Task objective:
Find each line below where the word "halves" occurs, and copy it.

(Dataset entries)

• • • • • • •

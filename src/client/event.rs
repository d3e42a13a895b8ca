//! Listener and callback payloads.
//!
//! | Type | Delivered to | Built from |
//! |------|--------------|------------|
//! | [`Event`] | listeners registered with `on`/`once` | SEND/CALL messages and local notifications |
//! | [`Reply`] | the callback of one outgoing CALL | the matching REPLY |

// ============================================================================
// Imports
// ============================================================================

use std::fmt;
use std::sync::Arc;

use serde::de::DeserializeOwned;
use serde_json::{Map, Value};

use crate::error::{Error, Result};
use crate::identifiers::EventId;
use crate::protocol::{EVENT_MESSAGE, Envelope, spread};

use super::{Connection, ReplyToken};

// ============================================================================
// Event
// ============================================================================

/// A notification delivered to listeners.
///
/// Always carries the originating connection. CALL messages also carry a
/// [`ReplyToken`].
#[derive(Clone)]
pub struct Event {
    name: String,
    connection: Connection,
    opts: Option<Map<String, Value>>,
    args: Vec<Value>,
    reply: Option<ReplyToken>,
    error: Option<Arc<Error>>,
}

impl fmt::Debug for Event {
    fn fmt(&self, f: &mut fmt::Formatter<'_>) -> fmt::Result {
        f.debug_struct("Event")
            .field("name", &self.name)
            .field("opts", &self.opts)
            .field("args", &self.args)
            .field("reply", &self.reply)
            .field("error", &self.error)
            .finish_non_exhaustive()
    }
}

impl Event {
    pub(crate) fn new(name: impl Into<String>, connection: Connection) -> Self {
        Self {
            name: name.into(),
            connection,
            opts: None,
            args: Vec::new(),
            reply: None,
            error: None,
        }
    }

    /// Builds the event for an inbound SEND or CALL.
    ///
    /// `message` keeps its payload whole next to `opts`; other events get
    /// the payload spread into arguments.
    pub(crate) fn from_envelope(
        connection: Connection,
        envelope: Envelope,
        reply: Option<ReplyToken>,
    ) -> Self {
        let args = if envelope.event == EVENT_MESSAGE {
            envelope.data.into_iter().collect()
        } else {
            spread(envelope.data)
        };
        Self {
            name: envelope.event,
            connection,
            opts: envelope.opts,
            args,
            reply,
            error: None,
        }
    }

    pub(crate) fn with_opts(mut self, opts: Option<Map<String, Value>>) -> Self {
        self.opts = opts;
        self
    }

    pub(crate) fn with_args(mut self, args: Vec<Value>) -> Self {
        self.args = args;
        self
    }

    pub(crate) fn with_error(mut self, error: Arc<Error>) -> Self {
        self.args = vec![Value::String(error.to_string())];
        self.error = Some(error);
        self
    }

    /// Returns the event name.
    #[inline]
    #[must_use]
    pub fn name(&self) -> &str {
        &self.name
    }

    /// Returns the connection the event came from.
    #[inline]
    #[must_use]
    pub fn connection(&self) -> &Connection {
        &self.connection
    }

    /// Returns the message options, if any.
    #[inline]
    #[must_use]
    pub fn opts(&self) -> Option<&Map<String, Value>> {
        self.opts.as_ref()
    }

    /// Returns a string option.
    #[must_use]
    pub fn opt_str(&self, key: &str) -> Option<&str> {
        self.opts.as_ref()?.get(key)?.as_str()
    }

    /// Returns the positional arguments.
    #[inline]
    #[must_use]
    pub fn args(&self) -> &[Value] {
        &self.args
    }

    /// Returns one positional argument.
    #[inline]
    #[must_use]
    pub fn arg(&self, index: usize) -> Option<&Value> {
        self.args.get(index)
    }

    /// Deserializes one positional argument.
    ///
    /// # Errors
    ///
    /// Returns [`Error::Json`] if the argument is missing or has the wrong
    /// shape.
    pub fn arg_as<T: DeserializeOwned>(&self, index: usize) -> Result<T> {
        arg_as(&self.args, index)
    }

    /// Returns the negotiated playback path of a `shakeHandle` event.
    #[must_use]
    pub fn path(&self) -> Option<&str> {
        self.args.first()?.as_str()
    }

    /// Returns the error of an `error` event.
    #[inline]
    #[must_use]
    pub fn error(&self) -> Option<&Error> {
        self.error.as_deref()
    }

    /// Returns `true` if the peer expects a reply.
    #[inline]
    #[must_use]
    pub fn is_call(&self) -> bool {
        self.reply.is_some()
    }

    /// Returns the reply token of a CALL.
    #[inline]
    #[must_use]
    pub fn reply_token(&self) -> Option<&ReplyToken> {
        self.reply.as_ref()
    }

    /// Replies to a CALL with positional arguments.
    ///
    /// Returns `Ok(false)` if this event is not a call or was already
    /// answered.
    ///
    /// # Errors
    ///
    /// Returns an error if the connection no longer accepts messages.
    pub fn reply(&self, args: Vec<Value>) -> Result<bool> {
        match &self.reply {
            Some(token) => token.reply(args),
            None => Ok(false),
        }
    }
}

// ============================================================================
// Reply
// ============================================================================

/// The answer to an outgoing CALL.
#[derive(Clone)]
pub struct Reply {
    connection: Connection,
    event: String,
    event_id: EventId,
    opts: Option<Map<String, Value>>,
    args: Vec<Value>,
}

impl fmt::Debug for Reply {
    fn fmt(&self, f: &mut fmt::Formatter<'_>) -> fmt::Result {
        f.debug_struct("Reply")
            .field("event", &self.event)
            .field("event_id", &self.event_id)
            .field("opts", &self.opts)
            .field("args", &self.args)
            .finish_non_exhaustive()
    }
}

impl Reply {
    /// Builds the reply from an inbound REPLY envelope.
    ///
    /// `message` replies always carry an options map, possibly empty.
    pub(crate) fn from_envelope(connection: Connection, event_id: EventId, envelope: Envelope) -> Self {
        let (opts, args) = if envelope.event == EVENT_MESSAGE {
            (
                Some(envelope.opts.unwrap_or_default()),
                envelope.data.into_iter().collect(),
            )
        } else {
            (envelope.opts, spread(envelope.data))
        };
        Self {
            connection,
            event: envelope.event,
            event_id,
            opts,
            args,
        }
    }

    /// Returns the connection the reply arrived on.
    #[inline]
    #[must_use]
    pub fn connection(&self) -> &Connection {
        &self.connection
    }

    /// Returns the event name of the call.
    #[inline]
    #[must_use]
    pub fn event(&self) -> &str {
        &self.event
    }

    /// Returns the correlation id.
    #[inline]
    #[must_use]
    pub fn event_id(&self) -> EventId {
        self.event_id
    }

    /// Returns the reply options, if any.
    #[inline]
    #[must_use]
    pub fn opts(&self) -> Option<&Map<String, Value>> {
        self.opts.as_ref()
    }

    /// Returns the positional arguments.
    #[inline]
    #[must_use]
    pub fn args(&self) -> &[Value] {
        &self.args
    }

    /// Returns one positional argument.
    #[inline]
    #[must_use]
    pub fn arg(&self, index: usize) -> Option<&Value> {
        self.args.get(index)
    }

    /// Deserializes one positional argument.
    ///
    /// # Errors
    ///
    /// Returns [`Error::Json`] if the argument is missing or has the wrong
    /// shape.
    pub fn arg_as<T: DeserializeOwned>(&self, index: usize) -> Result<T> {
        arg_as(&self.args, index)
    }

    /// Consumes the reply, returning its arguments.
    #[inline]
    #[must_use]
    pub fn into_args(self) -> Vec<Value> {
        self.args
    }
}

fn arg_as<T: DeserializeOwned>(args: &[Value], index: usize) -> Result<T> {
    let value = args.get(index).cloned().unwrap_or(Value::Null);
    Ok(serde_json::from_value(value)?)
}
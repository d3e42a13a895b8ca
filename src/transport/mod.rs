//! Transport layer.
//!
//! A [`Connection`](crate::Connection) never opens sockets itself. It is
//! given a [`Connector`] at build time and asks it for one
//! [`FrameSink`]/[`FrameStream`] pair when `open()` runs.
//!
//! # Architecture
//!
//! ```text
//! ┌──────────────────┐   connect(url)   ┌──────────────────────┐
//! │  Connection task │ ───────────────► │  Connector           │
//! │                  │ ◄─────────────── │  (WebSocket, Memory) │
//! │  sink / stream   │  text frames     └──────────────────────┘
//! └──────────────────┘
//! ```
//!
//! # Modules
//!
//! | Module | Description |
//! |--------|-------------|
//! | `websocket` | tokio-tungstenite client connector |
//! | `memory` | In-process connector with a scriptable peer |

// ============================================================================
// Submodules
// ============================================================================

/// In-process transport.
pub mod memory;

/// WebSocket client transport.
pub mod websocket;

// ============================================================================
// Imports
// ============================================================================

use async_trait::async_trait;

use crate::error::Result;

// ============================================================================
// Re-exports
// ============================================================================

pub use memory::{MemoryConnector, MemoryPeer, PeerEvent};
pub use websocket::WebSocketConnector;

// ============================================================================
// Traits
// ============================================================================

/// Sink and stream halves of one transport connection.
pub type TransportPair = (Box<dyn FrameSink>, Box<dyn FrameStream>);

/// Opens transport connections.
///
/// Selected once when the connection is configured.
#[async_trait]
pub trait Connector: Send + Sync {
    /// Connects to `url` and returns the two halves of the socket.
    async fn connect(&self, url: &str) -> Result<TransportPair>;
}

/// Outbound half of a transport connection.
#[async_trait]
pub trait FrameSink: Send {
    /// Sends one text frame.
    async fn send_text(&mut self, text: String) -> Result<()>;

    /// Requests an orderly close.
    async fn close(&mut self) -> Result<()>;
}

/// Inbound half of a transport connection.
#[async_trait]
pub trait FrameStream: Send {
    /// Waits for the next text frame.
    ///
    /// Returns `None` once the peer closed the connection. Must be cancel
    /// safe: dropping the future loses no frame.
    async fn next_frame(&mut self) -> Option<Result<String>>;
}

• • • • • • •

Response to this exercise:
/// Sink and stream halves of one transport connection.
    /// Connects to `url` and returns the two halves of the socket.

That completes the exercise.